//! Frame orchestration
//!
//! Per frame: clear, build camera matrices, then for each instance
//! transform to view space, clip against the near plane, back-face cull,
//! project, map to the viewport and rasterize.

use super::clip::{clip_near, ClipVertex};
use super::lighting::shade;
use super::math::Mat4;
use super::mesh::Mesh;
use super::render::{fill_triangle, FragmentShading, Framebuffer, ScreenVertex};
use super::transform::{perspective, view_matrix};
use super::types::{Material, RenderSettings, ShadingMode, Viewport};

/// |w| below this is treated as unprojectable
const W_EPSILON: f32 = 1e-6;

/// Projected pixel coordinates are clamped to +/- this before snapping
const SCREEN_LIMIT: f32 = (1 << 24) as f32;

/// One mesh placed in the world
#[derive(Debug, Clone, Copy)]
pub struct Instance<'a> {
    pub mesh: &'a Mesh<'a>,
    pub model: Mat4,
    pub material: &'a Material,
}

/// What happened to the geometry of one frame
#[derive(Debug, Clone, Copy, Default, PartialEq, Eq)]
pub struct FrameStats {
    pub faces: usize,
    /// Faces entirely behind the near plane
    pub clipped: usize,
    pub culled: usize,
    /// Triangles dropped by the w guard
    pub unprojectable: usize,
    pub rasterized: usize,
    pub pixels: usize,
}

impl FrameStats {
    pub fn accumulate(&mut self, other: &FrameStats) {
        self.faces += other.faces;
        self.clipped += other.clipped;
        self.culled += other.culled;
        self.unprojectable += other.unprojectable;
        self.rasterized += other.rasterized;
        self.pixels += other.pixels;
    }
}

/// Camera matrices and viewport mapping shared by every instance in a frame
struct FrameSetup {
    view: Mat4,
    projection: Mat4,
    viewport: Viewport,
    scissor: Option<Viewport>,
    near_z: f32,
}

impl FrameSetup {
    fn new(fb: &Framebuffer, settings: &RenderSettings) -> Self {
        let viewport = settings.viewport.unwrap_or_else(|| fb.bounds());
        Self {
            view: view_matrix(settings.camera.position),
            projection: perspective(settings.camera.fov, viewport.aspect(), settings.near, settings.far),
            viewport,
            scissor: settings.viewport,
            near_z: -settings.near,
        }
    }

    /// View space to pixel coordinates. None if w is too close to zero.
    fn project(&self, v: &ClipVertex) -> Option<ScreenVertex> {
        let clip = self.projection * v.view;
        if clip.w.abs() < W_EPSILON {
            return None;
        }
        let ndc_x = clip.x / clip.w;
        let ndc_y = clip.y / clip.w;
        let ndc_z = clip.z / clip.w;

        // Screen rows grow downward, NDC y grows upward
        let vp = &self.viewport;
        let sx = (ndc_x + 1.0) * 0.5 * vp.width as f32 + vp.x as f32;
        let sy = (1.0 - ndc_y) * 0.5 * vp.height as f32 + vp.y as f32;
        let snap = |s: f32| s.floor().clamp(-SCREEN_LIMIT, SCREEN_LIMIT) as i32;
        Some(ScreenVertex::new(snap(sx), snap(sy), ndc_z, v.world))
    }
}

/// Render a whole frame: clears `fb`, then draws every instance
pub fn render_frame<'a, I>(fb: &mut Framebuffer, settings: &RenderSettings, instances: I) -> FrameStats
where
    I: IntoIterator<Item = Instance<'a>>,
{
    fb.clear(settings.background);

    let setup = FrameSetup::new(fb, settings);
    let mut stats = FrameStats::default();
    let mut scratch = Scratch::default();
    for instance in instances {
        let s = draw_instance(fb, settings, &setup, &instance, &mut scratch);
        stats.accumulate(&s);
    }
    stats
}

/// Reused per-frame buffers
#[derive(Default)]
struct Scratch {
    vertices: Vec<ClipVertex>,
    clipped: Vec<ClipVertex>,
}

fn draw_instance(
    fb: &mut Framebuffer,
    settings: &RenderSettings,
    setup: &FrameSetup,
    instance: &Instance,
    scratch: &mut Scratch,
) -> FrameStats {
    let mut stats = FrameStats::default();

    scratch.vertices.clear();
    scratch.vertices.extend(instance.mesh.vertices.iter().map(|&local| {
        let world = instance.model * local;
        ClipVertex::new(setup.view * world, world)
    }));

    let eye = settings.camera.position;
    for face in instance.mesh.faces {
        stats.faces += 1;
        let tri = face.map(|i| scratch.vertices[i]);

        scratch.clipped.clear();
        if clip_near(&tri, setup.near_z, &mut scratch.clipped) == 0 {
            stats.clipped += 1;
            continue;
        }

        for corners in scratch.clipped.chunks_exact(3) {
            let (a, b, c) = (&corners[0], &corners[1], &corners[2]);

            // Camera sits at the view-space origin
            let view_normal = (b.view - a.view).cross(c.view - a.view).normalized();
            if view_normal.dot(-a.view) <= 0.0 {
                stats.culled += 1;
                continue;
            }

            let screen = match (setup.project(a), setup.project(b), setup.project(c)) {
                (Some(sa), Some(sb), Some(sc)) => [sa, sb, sc],
                _ => {
                    stats.unprojectable += 1;
                    continue;
                }
            };

            let world_normal = (b.world - a.world).cross(c.world - a.world).normalized();
            let shading = match settings.shading {
                ShadingMode::Flat => {
                    let centroid = ((a.world + b.world + c.world) * (1.0 / 3.0)).as_point();
                    FragmentShading::Flat(shade(centroid, world_normal, instance.material, &settings.light, eye))
                }
                ShadingMode::PerPixel => FragmentShading::Lit {
                    normal: world_normal,
                    material: instance.material,
                    light: &settings.light,
                    eye,
                },
            };

            stats.rasterized += 1;
            stats.pixels += fill_triangle(fb, screen, &shading, setup.scissor.as_ref());
        }
    }
    stats
}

··········

**Exercise prompt**
Pull every line containing the word "ShadingMode" out of the entries above.

**Result**
use super::types::{Material, RenderSettings, ShadingMode, Viewport};
                ShadingMode::Flat => {
                ShadingMode::PerPixel => FragmentShading::Lit {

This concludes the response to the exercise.